A pathologic hallmark of glioblastoma (GBM), the most common and deadly primary brain tumor in adults, is pseudopalisading necrotic regions in which ischemic conditions are found. Ischemic microenvironments characterized by low oxygen, restricted glucose, and acidic pH due to poor blood supply occurs in both solid tumors and non-neoplastic tissue injury. Modeling these physiologically relevant ischemic conditions within glioblastoma in vitro, we identified chromodomain helicase DNA binding protein 7 (CHD7) as a novel ischemia-regulated gene. CHD7 is an epigenetic reader that controls neural stem cell maintenance and is mutated in CHARGE syndrome, a developmental disorder associated with cranial nerve abnormalities.

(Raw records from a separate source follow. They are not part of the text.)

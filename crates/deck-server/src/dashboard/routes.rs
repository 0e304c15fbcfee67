//! REST API handlers for the dashboard.
//!
//! Market endpoints answer from the aggregator and attach provenance as
//! response headers; account endpoints validate the session and forward to
//! the exchange backend with the session's address.

use axum::Json;
use axum::extract::{Path, State};
use axum::http::{HeaderMap, HeaderValue, StatusCode};
use axum::response::{IntoResponse, Response};
use axum::Extension;
use chrono::Utc;
use serde::{Deserialize, Serialize};
use tracing::{error, info, warn};

use deck_exchange::{Balance, Position};

use crate::market::{MarketError, QueryKey, Served};

use super::auth::AuthedUser;
use super::server::AppState;

/// Response header carrying the data-source provenance tag.
pub const HEADER_DATA_SOURCE: &str = "x-data-source";

/// Response header carrying the cache age in seconds, when served from cache.
pub const HEADER_CACHE_AGE: &str = "x-cache-age";

/// Request header carrying the maintenance shared secret.
pub const HEADER_MAINTENANCE_TOKEN: &str = "x-maintenance-token";

// ============================================================================
// API Types
// ============================================================================

/// API error response.
#[derive(Debug, Serialize, Deserialize)]
pub struct ApiError {
    pub error: String,
    pub message: String,
}

impl ApiError {
    pub fn new(error: impl Into<String>, message: impl Into<String>) -> Self {
        Self {
            error: error.into(),
            message: message.into(),
        }
    }

    pub fn internal(message: impl Into<String>) -> Self {
        Self::new("internal_error", message)
    }

    pub fn bad_request(message: impl Into<String>) -> Self {
        Self::new("bad_request", message)
    }

    /// The one body every authentication failure maps to.
    pub fn unauthorized() -> Self {
        Self::new("unauthorized", "authentication required")
    }

    pub fn upstream(message: impl Into<String>) -> Self {
        Self::new("upstream_unavailable", message)
    }
}

/// Response body for the maintenance sweep trigger.
#[derive(Debug, Serialize, Deserialize)]
pub struct SweepResponse {
    /// Number of expired sessions removed.
    pub removed: usize,
}

// ============================================================================
// Handlers
// ============================================================================

/// GET /api/health - liveness plus component stats.
pub async fn health(State(state): State<AppState>) -> Json<serde_json::Value> {
    Json(serde_json::json!({
        "status": "ok",
        "sessions": state.sessions.stats(),
        "market": state.market.stats(),
    }))
}

/// GET /api/market/summary - the aggregated market summary.
pub async fn market_summary(State(state): State<AppState>) -> Response {
    match state.market.get(&QueryKey::Summary).await {
        Ok(served) => served_response(served),
        Err(e) => market_error_response(e),
    }
}

/// GET /api/market/ticker/{symbol} - a single pair's ticker.
pub async fn market_ticker(
    State(state): State<AppState>,
    Path(symbol): Path<String>,
) -> Response {
    if !is_symbol(&symbol) {
        return (
            StatusCode::BAD_REQUEST,
            Json(ApiError::bad_request("invalid symbol")),
        )
            .into_response();
    }

    let key = QueryKey::Ticker(symbol.to_uppercase());
    match state.market.get(&key).await {
        Ok(served) => served_response(served),
        Err(e) => market_error_response(e),
    }
}

/// GET /api/account/balances - balances for the authenticated address.
pub async fn account_balances(
    State(state): State<AppState>,
    Extension(user): Extension<AuthedUser>,
) -> Result<Json<Vec<Balance>>, (StatusCode, Json<ApiError>)> {
    state
        .provider
        .balances(&user.address)
        .await
        .map(Json)
        .map_err(|e| {
            warn!(error = %e, "Balance fetch failed");
            (
                StatusCode::BAD_GATEWAY,
                Json(ApiError::upstream(format!(
                    "exchange unavailable at {}: {e}",
                    Utc::now()
                ))),
            )
        })
}

/// GET /api/account/positions - open positions for the authenticated address.
pub async fn account_positions(
    State(state): State<AppState>,
    Extension(user): Extension<AuthedUser>,
) -> Result<Json<Vec<Position>>, (StatusCode, Json<ApiError>)> {
    state
        .provider
        .positions(&user.address)
        .await
        .map(Json)
        .map_err(|e| {
            warn!(error = %e, "Position fetch failed");
            (
                StatusCode::BAD_GATEWAY,
                Json(ApiError::upstream(format!(
                    "exchange unavailable at {}: {e}",
                    Utc::now()
                ))),
            )
        })
}

/// POST /api/maintenance/sweep - externally scheduled expiry sweep.
///
/// When a maintenance token is configured, the caller's credential must
/// match before the sweep runs.
pub async fn maintenance_sweep(
    State(state): State<AppState>,
    headers: HeaderMap,
) -> Result<Json<SweepResponse>, (StatusCode, Json<ApiError>)> {
    if let Some(expected) = &state.config.session.maintenance_token {
        let presented = headers
            .get(HEADER_MAINTENANCE_TOKEN)
            .and_then(|value| value.to_str().ok());

        if presented != Some(expected.as_str()) {
            return Err((
                StatusCode::UNAUTHORIZED,
                Json(ApiError::unauthorized()),
            ));
        }
    }

    let removed = state.sessions.sweep_expired().await.map_err(|e| {
        error!(error = %e, "Triggered sweep failed");
        (
            StatusCode::INTERNAL_SERVER_ERROR,
            Json(ApiError::internal("session service unavailable")),
        )
    })?;

    info!(removed, "Triggered sweep completed");
    Ok(Json(SweepResponse { removed }))
}

// ============================================================================
// Response helpers
// ============================================================================

/// Build a market-data response: payload in the body, provenance in headers.
fn served_response(served: Served) -> Response {
    let mut response = Json(&served.snapshot.payload).into_response();

    let headers = response.headers_mut();
    headers.insert(
        HEADER_DATA_SOURCE,
        HeaderValue::from_static(served.source.as_str()),
    );
    if let Some(age) = served.cache_age_secs {
        headers.insert(HEADER_CACHE_AGE, HeaderValue::from(age));
    }

    response
}

fn market_error_response(error: MarketError) -> Response {
    warn!(error = %error, "Market data unavailable");
    (
        StatusCode::BAD_GATEWAY,
        Json(ApiError::upstream(error.to_string())),
    )
        .into_response()
}

/// Check that a path segment looks like a trading pair symbol.
fn is_symbol(s: &str) -> bool {
    !s.is_empty()
        && s.len() <= 32
        && s.bytes()
            .all(|b| b.is_ascii_alphanumeric() || b == b'-' || b == b'_')
}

CHD7 mRNA expression was consistently suppressed in multiple patient-derived xenograft brain tumor lines in response to ischemic conditions, and lower expression of CHD7 correlates with poor GBM patient survival. These microenvironment-mediated decreases in CHD7 protein and mRNA levels observed in glioblastoma were also mirrored in neural progenitor cells in vitro, and CHD7 levels were reduced in the perinecrotic niche of GBM patient and xenograft tissue sections. Genetic targeting of CHD7 increased angiogenesis in vitro in association with differential regulation of angiogenesis associated genes as determined in RNA sequencing analysis. Although targeting CHD7 in orthotopically implanted xenograft brain tumor models did not affect survival outcomes in mice, we observed marked differences in blood vessel architecture and organization, suggesting a major role for CHD7 in regulating vessel formation within these tumors. Together, our data provide insight into the molecular responses to ischemia that regulate angiogenesis.